**** Given records ****
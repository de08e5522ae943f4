//! Durable storage subsystem.
//!
//! # Data Flow
//! ```text
//! async handler / middleware
//!     → Database::call (spawn_blocking)
//!     → Mutex<rusqlite::Connection>
//!     → souls.rs  (get-or-create, quota counter, listing)
//!     → pixels.rs (bulk init, claim transaction, listing)
//! ```
//!
//! # Design Decisions
//! - One SQLite connection behind a std mutex; SQLite is single-writer anyway
//! - Blocking work never runs on the async workers
//! - Multi-statement writes run in one transaction; dropping it rolls back
//! - A claim whose caller is dropped before commit rolls back

pub mod error;
pub mod pixels;
pub mod souls;

use std::path::Path;
use std::sync::{Arc, Mutex};
use std::time::Duration;

use rusqlite::Connection;
use tracing::{debug, instrument};

pub use error::{ClaimError, StoreError};
pub use souls::InsertOutcome;

const BUSY_TIMEOUT: Duration = Duration::from_secs(5);

const SCHEMA: &str = "
    CREATE TABLE IF NOT EXISTS souls (
        id INTEGER PRIMARY KEY,
        address TEXT NOT NULL UNIQUE,
        seed TEXT NOT NULL,
        painted_pixels INTEGER NOT NULL DEFAULT 0
    );
    CREATE TABLE IF NOT EXISTS pixels (
        soul_id INTEGER NOT NULL REFERENCES souls(id),
        color INTEGER NOT NULL,
        x INTEGER NOT NULL CHECK (x >= 0),
        y INTEGER NOT NULL CHECK (y >= 0),
        PRIMARY KEY (x, y)
    );
";

/// Shared handle to the SQLite database. Cheap to clone.
#[derive(Clone)]
pub struct Database {
    conn: Arc<Mutex<Connection>>,
}

impl Database {
    /// Opens (or creates) the database file, creating parent directories.
    #[instrument(skip_all, fields(path = %path.display()))]
    pub fn open(path: &Path) -> Result<Self, StoreError> {
        if let Some(parent) = path.parent().filter(|p| !p.as_os_str().is_empty()) {
            std::fs::create_dir_all(parent)?;
        }
        let conn = Connection::open(path)?;
        conn.execute_batch(
            "PRAGMA journal_mode = WAL;
             PRAGMA synchronous = NORMAL;
             PRAGMA temp_store = MEMORY;",
        )?;
        let db = Self::prepare(conn)?;
        debug!("Opened database");
        Ok(db)
    }

    /// Opens an in-memory database (useful for testing).
    pub fn open_in_memory() -> Result<Self, StoreError> {
        Self::prepare(Connection::open_in_memory()?)
    }

    fn prepare(conn: Connection) -> Result<Self, StoreError> {
        conn.busy_timeout(BUSY_TIMEOUT)?;
        conn.execute_batch("PRAGMA foreign_keys = ON;")?;
        conn.execute_batch(SCHEMA)?;
        Ok(Self {
            conn: Arc::new(Mutex::new(conn)),
        })
    }

    /// Run `f` against the connection on the blocking pool.
    pub(crate) async fn call<F, R, E>(&self, f: F) -> Result<R, E>
    where
        F: FnOnce(&mut Connection) -> Result<R, E> + Send + 'static,
        R: Send + 'static,
        E: From<StoreError> + Send + 'static,
    {
        let conn = Arc::clone(&self.conn);
        tokio::task::spawn_blocking(move || {
            let mut guard = conn.lock().map_err(|_| StoreError::Poisoned)?;
            f(&mut guard)
        })
        .await
        .map_err(|err| StoreError::Join(err.to_string()))?
    }
}

#[cfg(test)]
mod tests {
    use super::*;

    #[tokio::test]
    async fn test_open_creates_parent_directories() {
        let dir = tempfile::tempdir().unwrap();
        let path = dir.path().join("nested").join("grid.db");

        let db = Database::open(&path).unwrap();
        assert!(path.exists());

        let tables: i64 = db
            .call(|conn| {
                conn.query_row(
                    "SELECT COUNT(*) FROM sqlite_master WHERE type = 'table' AND name IN ('souls', 'pixels')",
                    [],
                    |row| row.get(0),
                )
                .map_err(StoreError::from)
            })
            .await
            .unwrap();
        assert_eq!(tables, 2);
    }

    #[tokio::test]
    async fn test_reopen_keeps_rows() {
        let dir = tempfile::tempdir().unwrap();
        let path = dir.path().join("grid.db");

        let id = Database::open(&path).unwrap().assign_soul("192.0.2.10").await.unwrap();
        let again = Database::open(&path).unwrap().assign_soul("192.0.2.10").await.unwrap();
        assert_eq!(id, again);
    }
}
#![no_std]

pub mod debounce;
pub mod note;
pub mod poll;
pub mod report;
****
§ Action item
Your reply should be a single number: the count of lines above that contain the word "souls".

§ Written answer
6